Lines in the listing below that include the word "warn" need to be copied.

[DATA FOR THE TASK — start]

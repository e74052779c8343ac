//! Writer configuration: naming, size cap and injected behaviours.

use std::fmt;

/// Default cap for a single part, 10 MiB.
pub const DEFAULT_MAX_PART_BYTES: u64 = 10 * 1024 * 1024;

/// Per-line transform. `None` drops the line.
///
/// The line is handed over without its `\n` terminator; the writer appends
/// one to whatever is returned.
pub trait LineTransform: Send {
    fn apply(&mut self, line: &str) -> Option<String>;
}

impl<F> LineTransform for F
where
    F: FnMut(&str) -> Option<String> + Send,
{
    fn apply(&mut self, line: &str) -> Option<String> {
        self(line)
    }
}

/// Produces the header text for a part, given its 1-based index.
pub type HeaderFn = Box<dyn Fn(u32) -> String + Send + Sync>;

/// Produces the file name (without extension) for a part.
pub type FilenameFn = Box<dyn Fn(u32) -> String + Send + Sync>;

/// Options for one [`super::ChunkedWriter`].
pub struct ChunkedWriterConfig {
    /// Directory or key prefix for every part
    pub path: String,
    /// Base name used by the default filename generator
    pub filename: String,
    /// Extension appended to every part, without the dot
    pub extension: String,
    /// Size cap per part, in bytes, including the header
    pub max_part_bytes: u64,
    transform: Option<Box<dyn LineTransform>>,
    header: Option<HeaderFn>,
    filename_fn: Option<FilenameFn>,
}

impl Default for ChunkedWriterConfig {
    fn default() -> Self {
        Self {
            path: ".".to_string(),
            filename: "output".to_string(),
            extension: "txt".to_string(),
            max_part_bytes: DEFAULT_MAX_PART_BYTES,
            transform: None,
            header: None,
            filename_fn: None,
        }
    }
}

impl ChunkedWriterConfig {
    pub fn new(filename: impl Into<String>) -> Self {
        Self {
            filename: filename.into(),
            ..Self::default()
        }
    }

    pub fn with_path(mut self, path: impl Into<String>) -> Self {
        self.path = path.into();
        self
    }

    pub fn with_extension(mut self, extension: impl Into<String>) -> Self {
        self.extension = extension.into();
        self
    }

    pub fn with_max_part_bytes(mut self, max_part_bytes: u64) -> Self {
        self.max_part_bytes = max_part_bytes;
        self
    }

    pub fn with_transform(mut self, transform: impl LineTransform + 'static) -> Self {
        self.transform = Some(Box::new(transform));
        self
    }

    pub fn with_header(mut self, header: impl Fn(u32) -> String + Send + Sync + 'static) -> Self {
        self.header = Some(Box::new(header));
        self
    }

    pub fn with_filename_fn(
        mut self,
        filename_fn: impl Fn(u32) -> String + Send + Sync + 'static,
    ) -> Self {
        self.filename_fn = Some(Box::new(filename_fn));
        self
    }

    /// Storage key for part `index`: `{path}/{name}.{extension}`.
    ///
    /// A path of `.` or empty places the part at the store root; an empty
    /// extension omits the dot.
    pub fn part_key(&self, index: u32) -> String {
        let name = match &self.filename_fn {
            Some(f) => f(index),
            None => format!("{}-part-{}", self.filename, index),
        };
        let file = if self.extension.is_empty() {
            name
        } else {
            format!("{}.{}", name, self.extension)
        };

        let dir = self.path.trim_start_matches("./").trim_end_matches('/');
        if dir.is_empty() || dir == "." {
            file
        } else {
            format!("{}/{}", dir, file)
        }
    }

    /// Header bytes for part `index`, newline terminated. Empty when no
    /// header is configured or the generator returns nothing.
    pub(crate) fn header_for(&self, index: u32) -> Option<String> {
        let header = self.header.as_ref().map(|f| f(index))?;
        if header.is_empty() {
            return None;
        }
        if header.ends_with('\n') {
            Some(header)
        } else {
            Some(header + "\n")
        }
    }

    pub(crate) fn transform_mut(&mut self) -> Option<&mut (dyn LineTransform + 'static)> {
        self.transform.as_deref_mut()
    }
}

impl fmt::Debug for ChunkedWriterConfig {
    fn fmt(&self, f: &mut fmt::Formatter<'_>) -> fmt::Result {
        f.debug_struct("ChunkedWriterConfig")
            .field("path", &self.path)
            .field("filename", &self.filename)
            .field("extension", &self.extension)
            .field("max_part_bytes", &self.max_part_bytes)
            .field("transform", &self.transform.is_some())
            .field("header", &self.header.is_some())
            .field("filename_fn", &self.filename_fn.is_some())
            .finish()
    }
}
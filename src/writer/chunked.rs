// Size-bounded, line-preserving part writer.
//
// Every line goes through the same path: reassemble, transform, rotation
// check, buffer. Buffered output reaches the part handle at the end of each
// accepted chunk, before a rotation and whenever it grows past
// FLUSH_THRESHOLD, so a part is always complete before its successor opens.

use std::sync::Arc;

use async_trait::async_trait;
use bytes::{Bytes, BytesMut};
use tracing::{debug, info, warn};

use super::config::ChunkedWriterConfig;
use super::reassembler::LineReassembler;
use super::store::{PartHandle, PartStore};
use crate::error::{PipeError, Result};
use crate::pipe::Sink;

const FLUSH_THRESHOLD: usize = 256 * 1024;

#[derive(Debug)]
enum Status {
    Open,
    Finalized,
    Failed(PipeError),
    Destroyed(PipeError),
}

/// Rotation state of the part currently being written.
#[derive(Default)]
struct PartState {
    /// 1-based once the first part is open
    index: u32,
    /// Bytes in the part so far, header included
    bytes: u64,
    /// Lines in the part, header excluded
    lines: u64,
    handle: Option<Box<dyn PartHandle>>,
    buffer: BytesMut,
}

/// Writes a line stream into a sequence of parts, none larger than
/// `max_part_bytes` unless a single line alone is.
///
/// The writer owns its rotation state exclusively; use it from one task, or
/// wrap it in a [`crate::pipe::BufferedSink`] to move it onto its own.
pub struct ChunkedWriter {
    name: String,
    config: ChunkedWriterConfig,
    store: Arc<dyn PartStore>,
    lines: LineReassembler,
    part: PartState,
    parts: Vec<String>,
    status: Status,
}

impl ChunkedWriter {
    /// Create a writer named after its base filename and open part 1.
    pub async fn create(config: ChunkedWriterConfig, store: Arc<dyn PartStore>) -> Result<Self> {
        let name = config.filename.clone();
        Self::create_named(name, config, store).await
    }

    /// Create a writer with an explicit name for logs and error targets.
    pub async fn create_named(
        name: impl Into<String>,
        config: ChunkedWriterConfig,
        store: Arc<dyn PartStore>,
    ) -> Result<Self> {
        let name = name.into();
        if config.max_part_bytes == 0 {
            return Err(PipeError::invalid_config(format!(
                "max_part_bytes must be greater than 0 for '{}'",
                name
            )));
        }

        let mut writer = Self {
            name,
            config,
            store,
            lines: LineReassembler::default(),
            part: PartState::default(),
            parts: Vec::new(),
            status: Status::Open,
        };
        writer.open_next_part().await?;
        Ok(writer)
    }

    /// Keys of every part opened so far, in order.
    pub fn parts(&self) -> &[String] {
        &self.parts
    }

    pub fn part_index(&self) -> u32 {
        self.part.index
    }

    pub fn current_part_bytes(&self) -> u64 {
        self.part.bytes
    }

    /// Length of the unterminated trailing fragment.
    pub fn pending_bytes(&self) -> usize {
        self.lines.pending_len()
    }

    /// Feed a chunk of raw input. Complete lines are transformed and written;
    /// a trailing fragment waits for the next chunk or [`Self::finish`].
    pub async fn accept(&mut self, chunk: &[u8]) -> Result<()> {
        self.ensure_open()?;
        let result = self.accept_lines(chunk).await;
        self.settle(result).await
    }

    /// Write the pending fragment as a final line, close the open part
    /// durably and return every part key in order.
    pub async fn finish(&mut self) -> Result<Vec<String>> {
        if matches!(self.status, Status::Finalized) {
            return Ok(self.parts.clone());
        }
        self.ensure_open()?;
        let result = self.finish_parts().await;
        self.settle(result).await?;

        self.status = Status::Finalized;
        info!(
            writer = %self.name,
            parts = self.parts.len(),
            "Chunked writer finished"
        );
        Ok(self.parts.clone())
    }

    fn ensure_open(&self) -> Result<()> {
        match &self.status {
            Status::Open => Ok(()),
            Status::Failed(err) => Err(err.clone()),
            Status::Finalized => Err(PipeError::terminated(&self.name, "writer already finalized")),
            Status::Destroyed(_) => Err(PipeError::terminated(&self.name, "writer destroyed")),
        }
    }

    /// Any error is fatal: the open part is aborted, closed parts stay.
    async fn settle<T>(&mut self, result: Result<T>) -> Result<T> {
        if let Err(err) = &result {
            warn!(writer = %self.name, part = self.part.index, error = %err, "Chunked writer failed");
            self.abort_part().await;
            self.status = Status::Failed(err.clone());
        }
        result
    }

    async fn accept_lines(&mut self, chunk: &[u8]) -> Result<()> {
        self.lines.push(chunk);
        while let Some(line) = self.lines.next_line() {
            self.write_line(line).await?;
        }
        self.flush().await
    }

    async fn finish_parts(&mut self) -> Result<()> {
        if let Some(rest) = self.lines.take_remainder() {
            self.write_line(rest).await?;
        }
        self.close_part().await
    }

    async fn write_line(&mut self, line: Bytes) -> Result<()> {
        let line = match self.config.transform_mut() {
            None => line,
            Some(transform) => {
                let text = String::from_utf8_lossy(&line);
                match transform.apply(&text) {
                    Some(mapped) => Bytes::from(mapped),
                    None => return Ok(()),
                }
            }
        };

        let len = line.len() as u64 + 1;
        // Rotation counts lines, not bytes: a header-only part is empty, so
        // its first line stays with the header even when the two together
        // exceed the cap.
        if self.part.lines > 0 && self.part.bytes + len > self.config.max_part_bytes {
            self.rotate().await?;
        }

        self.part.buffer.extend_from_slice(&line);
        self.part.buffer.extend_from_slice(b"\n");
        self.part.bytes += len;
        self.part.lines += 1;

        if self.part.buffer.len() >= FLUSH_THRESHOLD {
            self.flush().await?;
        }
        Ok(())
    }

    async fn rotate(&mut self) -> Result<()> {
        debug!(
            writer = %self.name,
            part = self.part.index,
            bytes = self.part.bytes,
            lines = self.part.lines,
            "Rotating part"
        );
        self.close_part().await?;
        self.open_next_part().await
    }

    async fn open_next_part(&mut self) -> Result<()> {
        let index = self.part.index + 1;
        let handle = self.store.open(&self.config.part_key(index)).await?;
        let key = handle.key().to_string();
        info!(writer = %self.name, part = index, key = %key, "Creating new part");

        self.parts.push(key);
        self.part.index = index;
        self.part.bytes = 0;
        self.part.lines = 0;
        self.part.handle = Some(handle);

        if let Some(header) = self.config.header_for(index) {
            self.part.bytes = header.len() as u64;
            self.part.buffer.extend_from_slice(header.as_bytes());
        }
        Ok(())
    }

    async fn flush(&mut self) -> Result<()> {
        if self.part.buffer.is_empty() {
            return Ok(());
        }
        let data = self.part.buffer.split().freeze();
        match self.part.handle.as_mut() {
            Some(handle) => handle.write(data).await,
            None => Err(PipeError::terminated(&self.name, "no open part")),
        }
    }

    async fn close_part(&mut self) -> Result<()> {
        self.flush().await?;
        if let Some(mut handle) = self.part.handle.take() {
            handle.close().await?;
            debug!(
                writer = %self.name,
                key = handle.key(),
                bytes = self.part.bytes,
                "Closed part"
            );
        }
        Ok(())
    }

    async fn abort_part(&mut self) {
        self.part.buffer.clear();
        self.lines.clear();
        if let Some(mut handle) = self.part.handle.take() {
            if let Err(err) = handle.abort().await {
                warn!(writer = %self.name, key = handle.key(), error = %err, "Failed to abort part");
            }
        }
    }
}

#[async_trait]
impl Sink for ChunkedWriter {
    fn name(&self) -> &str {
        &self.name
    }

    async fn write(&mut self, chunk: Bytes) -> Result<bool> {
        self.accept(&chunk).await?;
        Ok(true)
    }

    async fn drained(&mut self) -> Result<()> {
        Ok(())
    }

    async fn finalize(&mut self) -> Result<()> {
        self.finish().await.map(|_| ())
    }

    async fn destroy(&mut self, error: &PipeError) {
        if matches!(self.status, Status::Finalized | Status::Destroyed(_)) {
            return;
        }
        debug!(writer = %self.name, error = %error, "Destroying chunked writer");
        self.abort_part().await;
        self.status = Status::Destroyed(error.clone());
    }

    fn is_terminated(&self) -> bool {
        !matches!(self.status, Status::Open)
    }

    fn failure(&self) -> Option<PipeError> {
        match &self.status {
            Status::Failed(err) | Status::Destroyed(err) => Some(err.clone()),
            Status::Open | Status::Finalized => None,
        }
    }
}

[DATA FOR THE TASK — finish]

- _RESPONSE BELOW_
use tracing::{debug, info, warn};
            warn!(writer = %self.name, part = self.part.index, error = %err, "Chunked writer failed");
                warn!(writer = %self.name, key = handle.key(), error = %err, "Failed to abort part");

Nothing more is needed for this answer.